Un vampiro que cumple 99 años y otros animales de lengua portuguesa
- El próximo 14 de junio el cuentista brasileño Dalton Trevisan cumple 99. El año pasado publicó una gran Antologia pesssoal.
- Un celebración de su obra y la de otro peculiar autor en lengua portuguesa, António Lobo Antunes.
15 de mayo de 2024
En una época usaba galochas –será por eso que la lluvia arrecia en sus páginas– e iba al cine casi todos los días. Atlético, caminaba kilómetros y a gran velocidad, tanto que sería difícil adivinar cuándo el trayecto era de ida y cuándo de vuelta. Leía todo, gula que alimentaba su timidez pero a la vez lo nutrió de material para volverse aún más divertido entre amigos. Tuvo un temprano interés por James Joyce y una clara devoción por Paul Léautaud, por no hablar de su fanatismo eléctrico por Machado de Assis.

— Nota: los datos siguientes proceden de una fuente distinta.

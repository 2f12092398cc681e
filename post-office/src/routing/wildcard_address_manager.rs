//! Hierarchical address directory.
//!
//! Bindings registered under a wildcard address are folded into the binding
//! set of every concrete address the pattern matches. The folded sets are
//! recomputed on write and published in the same snapshot as the change that
//! caused them, so readers see a mutation and its fan-out together.

use arc_swap::ArcSwap;
use std::collections::{HashMap, HashSet};
use std::sync::{Arc, Mutex, PoisonError};
use tracing::debug;

use crate::address::Address;
use crate::binding::Binding;
use crate::error::PostOfficeError;
use crate::observability::events;
use crate::routing::address_manager::{AddressManager, AddressTable, BindingSet};
use crate::routing::wildcard::WildcardConfiguration;

const COMPONENT: &str = "wildcard_address_manager";

#[derive(Clone, Default)]
struct WildcardTable {
    registered: AddressTable,
    resolved: HashMap<Address, BindingSet>,
}

pub struct WildcardAddressManager {
    config: WildcardConfiguration,
    table: ArcSwap<WildcardTable>,
    writer: Mutex<()>,
}

impl WildcardAddressManager {
    pub fn new(config: WildcardConfiguration) -> Self {
        Self {
            config,
            table: ArcSwap::from_pointee(WildcardTable::default()),
            writer: Mutex::new(()),
        }
    }

    /// Applies a change to the registered table, then re-resolves every
    /// concrete address affected by a change to `touched`.
    fn update<R>(
        &self,
        touched: &Address,
        apply: impl FnOnce(&mut AddressTable) -> R,
    ) -> R {
        let _writer = self.writer.lock().unwrap_or_else(PoisonError::into_inner);
        let mut next = WildcardTable::clone(&self.table.load());
        let outcome = apply(&mut next.registered);
        self.resolve_affected(&mut next, touched);
        self.table.store(Arc::new(next));
        outcome
    }

    fn resolve_affected(&self, table: &mut WildcardTable, touched: &Address) {
        if !self.config.is_wildcard(touched) {
            self.resolve(table, touched);
            return;
        }

        let affected: Vec<Address> = self
            .concrete_addresses(&table.registered)
            .into_iter()
            .filter(|address| self.config.matches(touched, address))
            .collect();

        debug!(
            event = events::WILDCARD_FANOUT,
            component = COMPONENT,
            pattern = touched.as_str(),
            affected = affected.len(),
            "re-resolving addresses covered by wildcard"
        );

        for address in affected {
            self.resolve(table, &address);
        }
    }

    fn concrete_addresses(&self, registered: &AddressTable) -> HashSet<Address> {
        registered
            .destinations
            .iter()
            .chain(registered.mappings.keys())
            .filter(|address| !self.config.is_wildcard(address))
            .cloned()
            .collect()
    }

    fn resolve(&self, table: &mut WildcardTable, address: &Address) {
        let registered = &table.registered;
        let known =
            registered.destinations.contains(address) || registered.mappings.contains_key(address);

        let mut resolved: Vec<Arc<Binding>> = Vec::new();
        if known {
            if let Some(own) = registered.mappings.get(address) {
                resolved.extend(own.iter().cloned());
            }
            resolved.extend(self.wildcard_bindings(registered, address));
        }

        if resolved.is_empty() {
            table.resolved.remove(address);
        } else {
            table.resolved.insert(address.clone(), resolved.into());
        }
    }

    /// Bindings of every wildcard address matching `address`, in address order.
    fn wildcard_bindings<'t>(
        &'t self,
        registered: &'t AddressTable,
        address: &'t Address,
    ) -> impl Iterator<Item = Arc<Binding>> + 't {
        registered
            .mappings
            .iter()
            .filter(move |(pattern, _)| {
                self.config.is_wildcard(pattern) && self.config.matches(pattern, address)
            })
            .flat_map(|(_, set)| set.iter().cloned())
    }
}

impl AddressManager for WildcardAddressManager {
    fn add_destination(&self, address: &Address) -> bool {
        self.update(address, |table| table.destinations.insert(address.clone()))
    }

    fn remove_destination(&self, address: &Address) -> bool {
        self.update(address, |table| table.destinations.remove(address))
    }

    fn contains_destination(&self, address: &Address) -> bool {
        self.table.load().registered.destinations.contains(address)
    }

    fn destinations(&self) -> HashSet<Address> {
        self.table.load().registered.destinations.clone()
    }

    fn add_binding(&self, binding: Arc<Binding>) -> Result<(), PostOfficeError> {
        let address = binding.address().clone();
        self.update(&address, |table| table.add_binding(binding))
    }

    fn remove_binding(&self, queue_name: &str) -> Option<Arc<Binding>> {
        let address = self.binding(queue_name)?.address().clone();
        self.update(&address, |table| table.bindings.remove(queue_name))
    }

    fn add_mapping(&self, address: &Address, binding: Arc<Binding>) -> bool {
        self.update(address, |table| table.add_mapping(address, binding))
    }

    fn remove_mapping(&self, address: &Address, queue_name: &str) -> bool {
        self.update(address, |table| table.remove_mapping(address, queue_name))
    }

    fn register_binding(&self, binding: Arc<Binding>) -> Result<bool, PostOfficeError> {
        let address = binding.address().clone();
        self.update(&address, |table| table.register_binding(binding))
    }

    fn unregister_binding(
        &self,
        queue_name: &str,
    ) -> Result<(Arc<Binding>, bool), PostOfficeError> {
        let address = self
            .binding(queue_name)
            .ok_or_else(|| PostOfficeError::BindingNotFound(queue_name.to_string()))?
            .address()
            .clone();
        self.update(&address, |table| table.unregister_binding(queue_name))
    }

    fn bindings_for(&self, address: &Address) -> Option<BindingSet> {
        let table = self.table.load();
        if let Some(resolved) = table.resolved.get(address) {
            return Some(resolved.clone());
        }

        // Addresses never declared still reach the wildcards that cover them.
        let matched: Vec<Arc<Binding>> = self
            .wildcard_bindings(&table.registered, address)
            .collect();
        (!matched.is_empty()).then(|| matched.into())
    }

    fn binding(&self, queue_name: &str) -> Option<Arc<Binding>> {
        self.table.load().registered.bindings.get(queue_name).cloned()
    }

    fn bindings(&self) -> HashMap<String, Arc<Binding>> {
        self.table.load().registered.bindings.clone()
    }

    fn mappings(&self) -> HashMap<Address, BindingSet> {
        self.table
            .load()
            .registered
            .mappings
            .iter()
            .map(|(address, set)| (address.clone(), set.clone()))
            .collect()
    }

    fn clear(&self) {
        let _writer = self.writer.lock().unwrap_or_else(PoisonError::into_inner);
        self.table.store(Arc::new(WildcardTable::default()));
    }
}
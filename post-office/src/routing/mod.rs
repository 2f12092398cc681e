//! Routing layer.
//!
//! Owns the address directory strategies and the per-message routing policy:
//! filter evaluation, fan-out, weighted round robin and flow-control
//! admission. Directory reads are lock-free snapshots; writes are rare and
//! published atomically.
//!
//! ```
//! use post_office::{Address, WildcardConfiguration};
//!
//! let wildcard = WildcardConfiguration::default();
//!
//! assert!(wildcard.matches(&Address::from("orders.#"), &Address::from("orders.eu.retail")));
//! assert!(!wildcard.matches(&Address::from("orders.*"), &Address::from("orders.eu.retail")));
//! ```

pub(crate) mod address_manager;
pub(crate) mod router;
pub(crate) mod simple_address_manager;
pub(crate) mod wildcard;
pub(crate) mod wildcard_address_manager;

Siempre se reescribió y sólo la sarcástica guillotina del tiempo lo hará creer en versiones finales. En un momento llegó a regalar dos ejemplares de una edición reciente por cada ejemplar viejo que alguien le recuperara de una biblioteca pública o privada. El año pasado publicó una cronológica Antologia pessoal que recopila sus relatos dilectos, no pocos de ellos retocados, desde luego, es decir provisoriamente definitivos.
El brasileño Dalton Trevisan cumple 99 años el próximo 14 de junio. Necesitó el anonimato para espiar y traducir la ciudad de Curitiba; se negó durante un siglo a dejarse fotografiar o entrevistar. Su medio es el cuento y su método es rectilíneo. Se apropia de las cosas –vidas ajenas, ciudades enteras, animales y mitos–, las arranca de su contexto original, las replanta en su comarca concisa, dispara tres tiros y se fuga.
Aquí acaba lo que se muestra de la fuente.